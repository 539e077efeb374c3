// Copyright 2026 James Casey
// SPDX-License-Identifier: Apache-2.0

//! Lexical error types and the diagnostics collector.
//!
//! Lexical errors are recoverable: the scanner records them through a
//! [`Diagnostics`] collector keyed by zero-based (line, column) and
//! keeps scanning where feasible. Fatal stages (parsing, linking,
//! context building) have their own error types and abort via `Result`.

// Spurious warnings from miette derive macro expansion
#![allow(unused_assignments)]

use ecow::EcoString;
use miette::Diagnostic as MietteDiagnostic;
use thiserror::Error;

use super::{Position, Span};

/// A lexical error with its source location.
#[derive(Debug, Clone, PartialEq, Eq, Error, MietteDiagnostic)]
#[error("{kind}")]
#[diagnostic()]
pub struct LexError {
    /// What went wrong.
    #[source]
    pub kind: LexErrorKind,

    /// Where in the source the error occurred.
    #[label("here")]
    pub span: Span,
}

impl LexError {
    /// Creates a new lexical error.
    #[must_use]
    pub fn new(kind: LexErrorKind, span: Span) -> Self {
        Self { kind, span }
    }
}

/// The specific kinds of lexical error.
#[derive(Debug, Clone, PartialEq, Eq, Error)]
pub enum LexErrorKind {
    #[error("Invalid control character in input")]
    InvalidControlCharacter,

    #[error("Unknown escape character '\\{0}'")]
    InvalidEscape(char),

    #[error("End-of-file inside string")]
    UnterminatedString,

    #[error("Newline inside string")]
    NewlineInString,

    #[error("/* inside block comment")]
    NestedBlockComment,

    #[error("End-of-file inside block comment")]
    UnterminatedBlockComment,

    #[error("e must be followed by exponent")]
    MissingExponent,

    #[error("Need space between identifier and decimal point")]
    MissingSpaceBeforeDecimal,
}

/// Severity of a collected diagnostic.
#[derive(Debug, Clone, Copy, PartialEq, Eq)]
pub enum Severity {
    Error,
    Warning,
}

/// A single collected diagnostic.
///
/// `pos` carries the zero-based line/column the message is keyed by;
/// `span` locates the same region in bytes for rendered reports.
#[derive(Debug, Clone, PartialEq, Eq)]
pub struct Diagnostic {
    pub severity: Severity,
    pub message: EcoString,
    pub span: Span,
    pub pos: Position,
}

impl Diagnostic {
    /// Creates an error diagnostic.
    #[must_use]
    pub fn error(message: impl Into<EcoString>, span: Span, pos: Position) -> Self {
        Self {
            severity: Severity::Error,
            message: message.into(),
            span,
            pos,
        }
    }

    /// Creates a warning diagnostic.
    #[must_use]
    pub fn warning(message: impl Into<EcoString>, span: Span, pos: Position) -> Self {
        Self {
            severity: Severity::Warning,
            message: message.into(),
            span,
            pos,
        }
    }
}

/// Accumulates non-fatal errors and warnings across pipeline stages.
#[derive(Debug, Clone, Default, PartialEq, Eq)]
pub struct Diagnostics {
    entries: Vec<Diagnostic>,
}

impl Diagnostics {
    /// Creates an empty collector.
    #[must_use]
    pub fn new() -> Self {
        Self::default()
    }

    /// Records an error at (line, column).
    pub fn add_error(&mut self, message: impl Into<EcoString>, span: Span, pos: Position) {
        let message = message.into();
        tracing::debug!(%pos, %message, "lexical error");
        self.entries.push(Diagnostic::error(message, span, pos));
    }

    /// Records a warning at (line, column).
    pub fn add_warning(&mut self, message: impl Into<EcoString>, span: Span, pos: Position) {
        let message = message.into();
        tracing::warn!(%pos, %message, "warning");
        self.entries.push(Diagnostic::warning(message, span, pos));
    }

    /// Returns `true` if any error-severity entry was recorded.
    #[must_use]
    pub fn has_errors(&self) -> bool {
        self.entries
            .iter()
            .any(|d| d.severity == Severity::Error)
    }

    /// All collected entries, in recording order.
    #[must_use]
    pub fn entries(&self) -> &[Diagnostic] {
        &self.entries
    }

    /// Number of collected entries.
    #[must_use]
    pub fn len(&self) -> usize {
        self.entries.len()
    }

    /// Returns `true` if nothing was recorded.
    #[must_use]
    pub fn is_empty(&self) -> bool {
        self.entries.is_empty()
    }

    /// Moves all entries from `other` into this collector.
    pub fn append(&mut self, other: &mut Diagnostics) {
        self.entries.append(&mut other.entries);
    }
}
+++
__YOUR INSTRUCTIONS__.
In the entries above, find the line holding "#[derive(Debug, Clone, Default, PartialEq, Eq)]" and the line holding "pub fn has_errors(&self)", then retype exactly those two lines and every line between them, and nothing else.

__ANSWER SPACE__.
#[derive(Debug, Clone, Default, PartialEq, Eq)]
pub struct Diagnostics {
    entries: Vec<Diagnostic>,
}

impl Diagnostics {
    /// Creates an empty collector.
    #[must_use]
    pub fn new() -> Self {
        Self::default()
    }

    /// Records an error at (line, column).
    pub fn add_error(&mut self, message: impl Into<EcoString>, span: Span, pos: Position) {
        let message = message.into();
        tracing::debug!(%pos, %message, "lexical error");
        self.entries.push(Diagnostic::error(message, span, pos));
    }

    /// Records a warning at (line, column).
    pub fn add_warning(&mut self, message: impl Into<EcoString>, span: Span, pos: Position) {
        let message = message.into();
        tracing::warn!(%pos, %message, "warning");
        self.entries.push(Diagnostic::warning(message, span, pos));
    }

    /// Returns `true` if any error-severity entry was recorded.
    #[must_use]
    pub fn has_errors(&self) -> bool {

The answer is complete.